My other memory of CCR actually involves being stuck in Lodi, Ohio, just like the song says (yeah, I get it that Fogerty wasn’t singing about Lodi, Ohio, but I got stuck there just the same).  It was summer and I was home in Geneva, but I was heading down to Columbus for a Pearl Jam midnight sale for the album “No Code” at World Record, and because Disco Bitch had an extra ticket to Miss Saigon (rock stars!).  So the Gothic One, who had a strange love-hate-love-confusion-apathy relationship with the Artistic One, jumped at the chance to hitch a ride to the ‘Bus.  Well, on the way the Blue Lagoon started to have some serious car troubles.  First, somewhere near Medina, it started to overheat.  When I pulled into a gas station and popped the hood, I saw there was a pin-hole leak in my radiator house.  Well, I wrapped that sucker in duct tape, and we were back on the Route 71 South when my tailpipe dropped and my muffler started to drag.  So this time I pulled over at the Lodi exit (“Oh lord, stuck in Lodi again!”) and saw that one of my C-clamps had rusted through.  Well, the Gothic One was a goth girl after all, so I borrowed one of her garters and wrapped it around my tailpipe, and then I borrowed her choker chain, hooked it through the garter and the undercarriage and voila…back on the road and into Cbus in time for Miss Saigon and a Pearl Jam release party.  Rock stars!
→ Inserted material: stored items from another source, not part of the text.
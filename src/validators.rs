/// Input validators
/// - Length limits on every free-text field (DoS protection)
/// - Email format checks before an address becomes an identity
/// - Control-character rejection for names, codes and addresses
/// - Range checks for prices and stock quantities

use lazy_static::lazy_static;
use regex::Regex;

use crate::error::ValidationError;

const MAX_EMAIL_LENGTH: usize = 254; // RFC 5321
const MIN_EMAIL_LENGTH: usize = 5;
const MAX_NAME_LENGTH: usize = 256;
const MAX_ADDRESS_LENGTH: usize = 1024;
const MAX_CODE_LENGTH: usize = 64;
// Bounds the KDF input; there are deliberately no composition rules
const MAX_PASSWORD_LENGTH: usize = 128;

lazy_static! {
    // RFC 5322 simplified email regex (practical validation)
    static ref EMAIL_REGEX: Regex = Regex::new(
        r"^[a-zA-Z0-9.!#$%&'*+/=?^_`{|}~-]+@[a-zA-Z0-9](?:[a-zA-Z0-9-]{0,61}[a-zA-Z0-9])?(?:\.[a-zA-Z0-9](?:[a-zA-Z0-9-]{0,61}[a-zA-Z0-9])?)*$"
    ).unwrap();

    static ref PRODUCT_CODE_REGEX: Regex = Regex::new(r"^[A-Za-z0-9][A-Za-z0-9_.-]*$").unwrap();
}

/// Validates an email address and returns it trimmed
pub fn is_valid_email(email: &str) -> Result<String, ValidationError> {
    let trimmed = email.trim();

    if trimmed.is_empty() {
        return Err(ValidationError::EmptyField("email"));
    }
    if trimmed.len() < MIN_EMAIL_LENGTH {
        return Err(ValidationError::TooShort("email", MIN_EMAIL_LENGTH));
    }
    if trimmed.len() > MAX_EMAIL_LENGTH {
        return Err(ValidationError::TooLong("email", MAX_EMAIL_LENGTH));
    }
    if !EMAIL_REGEX.is_match(trimmed) {
        return Err(ValidationError::InvalidFormat("email"));
    }

    // Local part over 64 chars is a phishing indicator and not RFC-valid anyway
    if let Some(at_pos) = trimmed.find('@') {
        if at_pos > 64 {
            return Err(ValidationError::SuspiciousContent("email"));
        }
    }

    Ok(trimmed.to_string())
}

/// Validates a person's name (first or last)
pub fn is_valid_name(field: &'static str, name: &str) -> Result<String, ValidationError> {
    free_text(field, name, MAX_NAME_LENGTH)
}

/// Validates a warehouse address
pub fn is_valid_address(address: &str) -> Result<String, ValidationError> {
    free_text("address", address, MAX_ADDRESS_LENGTH)
}

/// Product codes are short identifiers such as `A01` or `SKU-2024.7`
pub fn is_valid_product_code(code: &str) -> Result<String, ValidationError> {
    let trimmed = code.trim();

    if trimmed.is_empty() {
        return Err(ValidationError::EmptyField("code"));
    }
    if trimmed.len() > MAX_CODE_LENGTH {
        return Err(ValidationError::TooLong("code", MAX_CODE_LENGTH));
    }
    if !PRODUCT_CODE_REGEX.is_match(trimmed) {
        return Err(ValidationError::InvalidFormat("code"));
    }

    Ok(trimmed.to_string())
}

/// Passwords only need to be present and bounded in length
pub fn validate_password(password: &str) -> Result<(), ValidationError> {
    if password.is_empty() {
        return Err(ValidationError::EmptyField("password"));
    }
    if password.chars().count() > MAX_PASSWORD_LENGTH {
        return Err(ValidationError::TooLong("password", MAX_PASSWORD_LENGTH));
    }
    Ok(())
}

pub fn validate_price(price: f64) -> Result<f64, ValidationError> {
    if !price.is_finite() || price < 0.0 {
        return Err(ValidationError::OutOfRange("price"));
    }
    Ok(price)
}

/// Stock adjustments move a strictly positive amount
pub fn validate_quantity(qty: f64) -> Result<f64, ValidationError> {
    if !qty.is_finite() || qty <= 0.0 {
        return Err(ValidationError::OutOfRange("qty"));
    }
    Ok(qty)
}

fn free_text(field: &'static str, value: &str, max: usize) -> Result<String, ValidationError> {
    let trimmed = value.trim();

    if trimmed.is_empty() {
        return Err(ValidationError::EmptyField(field));
    }
    if trimmed.chars().count() > max {
        return Err(ValidationError::TooLong(field, max));
    }
    if trimmed.chars().any(|c| c.is_control()) {
        return Err(ValidationError::SuspiciousContent(field));
    }

    Ok(trimmed.to_string())
}
/// Authentication module
///
/// Password credential derivation, RS256 session tokens, the cookie mapping
/// for them, and the session lifecycle that the authorization gate drives.

mod claims;
mod cookies;
mod keys;
mod password;
mod session;
mod tokens;

pub use claims::{Claims, SessionUser, TokenKind};
pub use cookies::{CookiePair, SessionCookies, ACCESS_COOKIE, REFRESH_COOKIE};
pub use keys::SigningKeys;
pub use password::{Credential, CredentialStore, CREDENTIAL_LEN, MIN_PBKDF2_ITERATIONS, SALT_LEN};
pub use session::{Authenticator, Authorization, Rejection, Session};
pub use tokens::{fingerprint, IssuedToken, TokenError, TokenPair, TokenService};
//! Register → login → authorize → logout without a database
//!
//! Account rows are built in memory from the credential the authenticator
//! derives, exactly as the `/register` handler would persist them.

use actix_web::cookie::Cookie;
use chrono::Utc;
use serde_json::json;
use stockroom::auth::{
    Authenticator, CookiePair, CredentialStore, SessionCookies, SessionUser, SigningKeys,
    TokenKind, TokenService,
};
use stockroom::configuration::{AuthSettings, CookieSettings, SameSitePolicy, TokenSettings};
use stockroom::error::{AppError, AuthError};
use stockroom::models::UserAccount;
use uuid::Uuid;

const PRIVATE_PEM: &[u8] = include_bytes!("fixtures/token_signing.pem");
const PUBLIC_PEM: &[u8] = include_bytes!("fixtures/token_verifying.pem");
const ACCESS_TTL: i64 = 1800;
const REFRESH_TTL: i64 = 3600;
const RENEW_WITHIN: i64 = 300;
const T0: i64 = 1_700_000_000;

fn authenticator() -> Authenticator {
    let settings = TokenSettings {
        private_key_path: String::new(),
        public_key_path: String::new(),
        issuer: "stockroom-test".to_string(),
        access_token_ttl_seconds: ACCESS_TTL,
        refresh_token_ttl_seconds: REFRESH_TTL,
        renew_within_seconds: None,
    };
    let keys = SigningKeys::from_pem(PRIVATE_PEM, PUBLIC_PEM).expect("fixture keys");

    Authenticator::new(
        TokenService::new(keys, &settings),
        SessionCookies::new(&CookieSettings {
            same_site: SameSitePolicy::Strict,
            secure: false,
            safety_margin_seconds: 1,
        }),
        CredentialStore::default(),
        RENEW_WITHIN,
    )
}

/// Authenticator built the way `main` builds it, from deserialized settings
fn configured_authenticator(renew_within_seconds: Option<i64>) -> Authenticator {
    let mut tokens = json!({
        "private_key_path": "unused.pem",
        "public_key_path": "unused.pem",
        "issuer": "stockroom-test",
        "access_token_ttl_seconds": ACCESS_TTL,
        "refresh_token_ttl_seconds": REFRESH_TTL
    });
    if let Some(window) = renew_within_seconds {
        tokens["renew_within_seconds"] = json!(window);
    }
    let settings: AuthSettings = serde_json::from_value(json!({
        "tokens": tokens,
        "cookies": { "same_site": "strict", "safety_margin_seconds": 1 }
    }))
    .expect("auth settings");
    let keys = SigningKeys::from_pem(PRIVATE_PEM, PUBLIC_PEM).expect("fixture keys");

    Authenticator::from_settings(keys, &settings)
}

/// Browser-style jar: a cookie is sent only until its expiry
#[derive(Default)]
struct CookieJar {
    access: Option<(String, i64)>,
    refresh: Option<(String, i64)>,
}

impl CookieJar {
    fn store(&mut self, cookies: &CookiePair) {
        self.access = stored(&cookies.access);
        self.refresh = stored(&cookies.refresh);
    }

    fn access_at(&self, now: i64) -> Option<&str> {
        live(&self.access, now)
    }

    fn refresh_at(&self, now: i64) -> Option<&str> {
        live(&self.refresh, now)
    }
}

fn stored(cookie: &Cookie<'static>) -> Option<(String, i64)> {
    let expires = cookie.expires_datetime()?.unix_timestamp();
    Some((cookie.value().to_string(), expires))
}

fn live(entry: &Option<(String, i64)>, now: i64) -> Option<&str> {
    entry
        .as_ref()
        .filter(|(_, expires)| now < *expires)
        .map(|(value, _)| value.as_str())
}

fn signed_in_jar(auth: &Authenticator) -> CookieJar {
    let pair = auth
        .tokens()
        .issue_pair_at(&SessionUser::new("a@x.com", "Ada"), T0)
        .unwrap();
    let mut jar = CookieJar::default();
    jar.store(&auth.cookies().to_cookies(&pair));
    jar
}

async fn register(auth: &Authenticator, email: &str, password: &str) -> UserAccount {
    let credential = auth.create_credential(email, password).await.unwrap();
    UserAccount {
        id: Uuid::new_v4(),
        email: email.to_string(),
        first_name: "Ada".to_string(),
        last_name: None,
        password_hash: credential.password_hash,
        salt: credential.salt,
        created_at: Utc::now(),
        updated_at: Utc::now(),
    }
}

#[actix_web::test]
async fn login_with_registered_credentials_sets_both_cookies() {
    let auth = authenticator();
    let account = register(&auth, "a@x.com", "p1").await;

    let session = auth.login("a@x.com", "p1", Some(account)).await.unwrap();

    let profile = serde_json::to_value(&session.profile).unwrap();
    assert_eq!(profile["email"], "a@x.com");
    assert!(profile.get("passwordHash").is_none());
    assert!(profile.get("salt").is_none());

    assert_eq!(session.cookies.access.name(), "access");
    assert_eq!(session.cookies.refresh.name(), "refresh");
    assert!(!session.cookies.access.value().is_empty());
    assert!(!session.cookies.refresh.value().is_empty());
    assert_eq!(session.cookies.access.http_only(), Some(true));
}

#[actix_web::test]
async fn expired_access_is_renewed_while_refresh_is_valid() {
    let auth = authenticator();
    let account = register(&auth, "a@x.com", "p1").await;
    let session = auth.login("a@x.com", "p1", Some(account)).await.unwrap();
    let access = session.cookies.access.value().to_string();
    let refresh = session.cookies.refresh.value().to_string();

    let later = Utc::now().timestamp() + ACCESS_TTL + 5;
    let outcome = auth
        .authorize_at(Some(&access), Some(&refresh), later)
        .expect("refresh token is still valid");

    assert_eq!(outcome.user.email, "a@x.com");
    let renewed = outcome.renewed.expect("renewed cookies");
    assert_ne!(renewed.access.value(), access);
    assert_eq!(renewed.refresh.value(), refresh);

    let claims = auth
        .tokens()
        .verify_at(renewed.access.value(), TokenKind::Access, later)
        .unwrap();
    assert_eq!(claims.exp, later + ACCESS_TTL);
    let refresh_claims = auth
        .tokens()
        .verify_at(renewed.refresh.value(), TokenKind::Refresh, later)
        .unwrap();
    assert_eq!(refresh_claims.user.email, "a@x.com");
}

#[actix_web::test]
async fn session_past_refresh_ttl_is_rejected_and_cleared() {
    let auth = authenticator();
    let account = register(&auth, "a@x.com", "p1").await;
    let session = auth.login("a@x.com", "p1", Some(account)).await.unwrap();

    let much_later = Utc::now().timestamp() + REFRESH_TTL + 100;
    let rejection = auth
        .authorize_at(
            Some(session.cookies.access.value()),
            Some(session.cookies.refresh.value()),
            much_later,
        )
        .unwrap_err();

    assert_eq!(rejection.error(), AuthError::Unauthenticated);
    assert_eq!(rejection.cleared.access.value(), "");
    assert_eq!(rejection.cleared.refresh.value(), "");
}

#[actix_web::test]
async fn wrong_password_is_invalid_credentials() {
    let auth = authenticator();
    let account = register(&auth, "a@x.com", "p1").await;

    let result = auth.login("a@x.com", "p2", Some(account)).await;

    assert!(matches!(
        result,
        Err(AppError::Auth(AuthError::InvalidCredentials))
    ));
}

#[actix_web::test]
async fn unknown_account_is_account_not_found() {
    let auth = authenticator();

    let result = auth.login("nobody@x.com", "p1", None).await;

    assert!(matches!(result, Err(AppError::Auth(AuthError::AccountNotFound))));
}

#[actix_web::test]
async fn logout_then_authorize_is_rejected() {
    let auth = authenticator();
    let cleared = auth.logout();

    let result = auth.authorize(Some(cleared.access.value()), Some(cleared.refresh.value()));

    assert!(result.is_err());
}

#[test]
fn active_session_outlives_access_ttl_with_default_window() {
    let auth = configured_authenticator(None);
    let mut jar = signed_in_jar(&auth);
    let mut renewals = 0;

    // One request every ten minutes until just before the refresh token expires
    let mut now = T0;
    while now + 600 < T0 + REFRESH_TTL {
        now += 600;
        let outcome = auth
            .authorize_at(jar.access_at(now), jar.refresh_at(now), now)
            .unwrap_or_else(|r| panic!("rejected {}s after login: {}", now - T0, r.reason));
        if let Some(cookies) = outcome.renewed {
            jar.store(&cookies);
            renewals += 1;
        }
    }

    assert_eq!(renewals, 5);
    assert!(jar.access_at(T0 + ACCESS_TTL).is_some());
}

#[test]
fn narrow_window_renews_before_access_cookie_expires() {
    let auth = configured_authenticator(Some(RENEW_WITHIN));
    let mut jar = signed_in_jar(&auth);

    let early = T0 + 600;
    let outcome = auth
        .authorize_at(jar.access_at(early), jar.refresh_at(early), early)
        .unwrap();
    assert!(outcome.renewed.is_none());

    let near_expiry = T0 + ACCESS_TTL - 60;
    let outcome = auth
        .authorize_at(jar.access_at(near_expiry), jar.refresh_at(near_expiry), near_expiry)
        .unwrap();
    jar.store(&outcome.renewed.expect("renewed inside the window"));

    let past_first_ttl = T0 + ACCESS_TTL + 600;
    assert!(auth
        .authorize_at(
            jar.access_at(past_first_ttl),
            jar.refresh_at(past_first_ttl),
            past_first_ttl
        )
        .is_ok());
}

#[test]
fn refresh_cookie_alone_does_not_authorize() {
    let auth = configured_authenticator(Some(RENEW_WITHIN));
    let jar = signed_in_jar(&auth);

    // Idle past the access cookie's expiry: the browser only sends `refresh`
    let idle = T0 + ACCESS_TTL + 60;
    assert!(jar.access_at(idle).is_none());
    assert!(jar.refresh_at(idle).is_some());

    let rejection = auth.authorize_at(None, jar.refresh_at(idle), idle).unwrap_err();
    assert_eq!(rejection.cleared.refresh.value(), "");
}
So listening to this CD now, I realize two things.  First, the rhythm section was incredibly precise.  Seriously, Tom Fogerty never misses a stroke on the rhythm guitar (listen to “Proud Mary” for an example) and Stu Cook and Doug Clifford lock in with the bass and drums to make the perfect backing tracks for John Fogerty.  Which brings me to my second point…John Fogerty has one of the most unique voices in rock and roll.  It’s strong and scratchy and bluesy while still being bright and powerful, and it just fits these tracks perfectly.  And his leads are pretty good too.  It’s kind of funny that these guys became know for southern swamp-rock when in reality they hailed from California, but it works all the same.  Classic!

Other lists: “Fortunate Son” is #99, Proud Mary is “156, “Who’ll Stop the Rain” is #188, and “Bad Moon Rising” is #364 on Rolling Stone’s list of the 500 Greatest Songs of All Time.  Creedence Clearwater Revival is #82 on the list of the 100 Greatest Artists, and John Fogerty is #72 on the list of the 100 Greatest Singers.

Ch-ch-changes: This is a greatest hits package that replaces two CCR studio albums on the list (so much for the deep cuts!).  These were “Green River” and “Cosmo’s Factory” at #95 and #295 respectively.  “Meet the Beatles!” was the original #59 on the 2003 list.

My favorite track: “Fortunate Son”

Honorable mention: “Long As I Can See the Light”

Quote: “It ain’t me, it ain’t me, it ain’t me, I ain’t no [senator’s/millionaire’s/military] son.  No, it ain’t me, it ain’t me, it ain’t me, I ain’t no fortunate one! No!”